What is needed:
Counting the line with "use std::time::Duration;" as the last one, copy out the lines of the data exactly from the first onward.

Working data:
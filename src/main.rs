//! The `cadence` worker binary.
//!
//! `start` runs the event dispatcher, cron scheduler, and timer sweeper
//! against the configured store; the other subcommands are one-shot
//! operations that enqueue work or prepare the database.

use std::sync::Arc;
use std::time::Duration;

use anyhow::{Context, Result};
use clap::{Parser, Subcommand};
use serde_json::json;
use tokio::sync::watch;
use tracing::info;

use cadence::config::CadenceConfig;
use cadence::ingest::{IngestHandler, IngestScanHandler, IngestSettings};
use cadence::learning::{DailySummaryHandler, LearningHandler, LearningScanHandler};
use cadence::logging::{self, LogMode};
use cadence::orchestrator::{DeployHandler, OrchestrationEventHandler};
use cadence::providers::ProviderRegistry;
use cadence::qualify::{QualificationHandler, QualifySettings};
use cadence::research::ResearchHandler;
use cadence::review::ReviewHandler;
use cadence::runner::{cron, names, Emitter, HandlerRegistry, Worker};
use cadence::sequence::{GenerationHandler, RevisionHandler};
use cadence::store::Store;

#[derive(Parser)]
#[command(name = "cadence", about = "Outbound sales automation worker")]
struct Cli {
    #[command(subcommand)]
    command: Command,
}

#[derive(Subcommand)]
enum Command {
    /// Run the worker: dispatcher, cron scheduler, timer sweeper.
    Start,
    /// Apply the schema migrations and exit.
    Migrate,
    /// Enqueue a one-off ingestion for a campaign.
    Ingest {
        /// Campaign id.
        #[arg(long)]
        campaign: i64,
        /// Tenant id.
        #[arg(long)]
        tenant: i64,
    },
    /// Enqueue a learning run for a tenant.
    Learn {
        /// Tenant id.
        #[arg(long)]
        tenant: i64,
    },
}

#[tokio::main]
async fn main() -> Result<()> {
    dotenvy::dotenv().ok();
    let cli = Cli::parse();

    match cli.command {
        Command::Start => start().await,
        Command::Migrate => {
            let _logging = logging::init(&LogMode::Cli)?;
            let config = CadenceConfig::load()?;
            let store = Store::connect(&config.database.path).await?;
            store.migrate().await?;
            info!(path = %config.database.path, "migrations applied");
            Ok(())
        }
        Command::Ingest { campaign, tenant } => {
            let _logging = logging::init(&LogMode::Cli)?;
            let config = CadenceConfig::load()?;
            let store = Store::connect(&config.database.path).await?;
            store.migrate().await?;
            let emitter = Emitter::new(store.pool().clone());
            let id = emitter
                .emit(
                    names::CAMPAIGN_MANUAL_INGEST,
                    &json!({"campaign_id": campaign, "tenant_id": tenant}),
                )
                .await?;
            info!(event = %id, campaign, "manual ingestion enqueued");
            Ok(())
        }
        Command::Learn { tenant } => {
            let _logging = logging::init(&LogMode::Cli)?;
            let config = CadenceConfig::load()?;
            let store = Store::connect(&config.database.path).await?;
            store.migrate().await?;
            let emitter = Emitter::new(store.pool().clone());
            let id = emitter
                .emit(names::LEARNING_ANALYZE, &json!({"tenant_id": tenant}))
                .await?;
            info!(event = %id, tenant, "learning run enqueued");
            Ok(())
        }
    }
}

async fn start() -> Result<()> {
    let config = CadenceConfig::load()?;
    let _logging_guard = logging::init(&LogMode::Worker {
        logs_dir: config.logs_dir(),
    })
    .context("logging setup failed")?;
    info!("cadence starting");

    let store = Store::connect(&config.database.path).await?;
    store.migrate().await?;
    let providers = Arc::new(ProviderRegistry::from_config(&config.providers));
    let emitter = Emitter::new(store.pool().clone());

    let registry = Arc::new(build_registry(&config, &store, &providers, &emitter));
    let worker = Worker::new(store.clone(), Arc::clone(&registry), providers.notifier())
        .with_poll_interval(Duration::from_millis(config.worker.poll_interval_ms));

    let (shutdown_tx, shutdown_rx) = watch::channel(false);

    let scheduler = tokio::spawn(cron::run_scheduler(
        store.clone(),
        emitter.clone(),
        config.cron_jobs(),
        Duration::from_secs(config.worker.scheduler_tick_secs),
        shutdown_rx.clone(),
    ));
    let dispatcher = {
        let shutdown_rx = shutdown_rx.clone();
        tokio::spawn(async move { worker.run(shutdown_rx).await })
    };

    tokio::signal::ctrl_c()
        .await
        .context("failed to listen for shutdown signal")?;
    info!("shutdown requested");
    shutdown_tx.send(true).ok();

    dispatcher.await.ok();
    scheduler.await.ok();
    info!("cadence stopped");
    Ok(())
}

fn build_registry(
    config: &CadenceConfig,
    store: &Store,
    providers: &Arc<ProviderRegistry>,
    emitter: &Emitter,
) -> HandlerRegistry {
    let mut registry = HandlerRegistry::new();

    registry.register(Arc::new(IngestScanHandler::new(
        store.clone(),
        emitter.clone(),
    )));
    registry.register(Arc::new(IngestHandler::new(
        store.clone(),
        Arc::clone(providers),
        emitter.clone(),
        IngestSettings {
            min_intent_score: config.ingest.min_intent_score,
            auto_research_limit: config.ingest.auto_research_limit,
            ..IngestSettings::default()
        },
    )));
    registry.register(Arc::new(QualificationHandler::new(
        store.clone(),
        Arc::clone(providers),
        emitter.clone(),
        QualifySettings {
            auto_approve_review: config.qualification.auto_approve_review,
            ..QualifySettings::default()
        },
    )));
    registry.register(Arc::new(ResearchHandler::new(
        store.clone(),
        Arc::clone(providers),
        emitter.clone(),
    )));
    registry.register(Arc::new(GenerationHandler::new(
        store.clone(),
        Arc::clone(providers),
        emitter.clone(),
    )));
    registry.register(Arc::new(RevisionHandler::new(
        store.clone(),
        Arc::clone(providers),
        emitter.clone(),
    )));
    registry.register(Arc::new(ReviewHandler::new(
        store.clone(),
        Arc::clone(providers),
        emitter.clone(),
    )));
    registry.register(Arc::new(DeployHandler::new(
        store.clone(),
        Arc::clone(providers),
        emitter.clone(),
    )));
    registry.register(Arc::new(OrchestrationEventHandler::new(
        store.clone(),
        Arc::clone(providers),
        emitter.clone(),
    )));
    registry.register(Arc::new(LearningScanHandler::new(
        store.clone(),
        emitter.clone(),
    )));
    registry.register(Arc::new(LearningHandler::new(
        store.clone(),
        Arc::clone(providers),
    )));
    registry.register(Arc::new(DailySummaryHandler::new(
        store.clone(),
        Arc::clone(providers),
    )));

    registry
}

Response:
filename src/main.rs
//! The `cadence` worker binary.
//!
//! `start` runs the event dispatcher, cron scheduler, and timer sweeper
//! against the configured store; the other subcommands are one-shot
//! operations that enqueue work or prepare the database.

use std::sync::Arc;
use std::time::Duration;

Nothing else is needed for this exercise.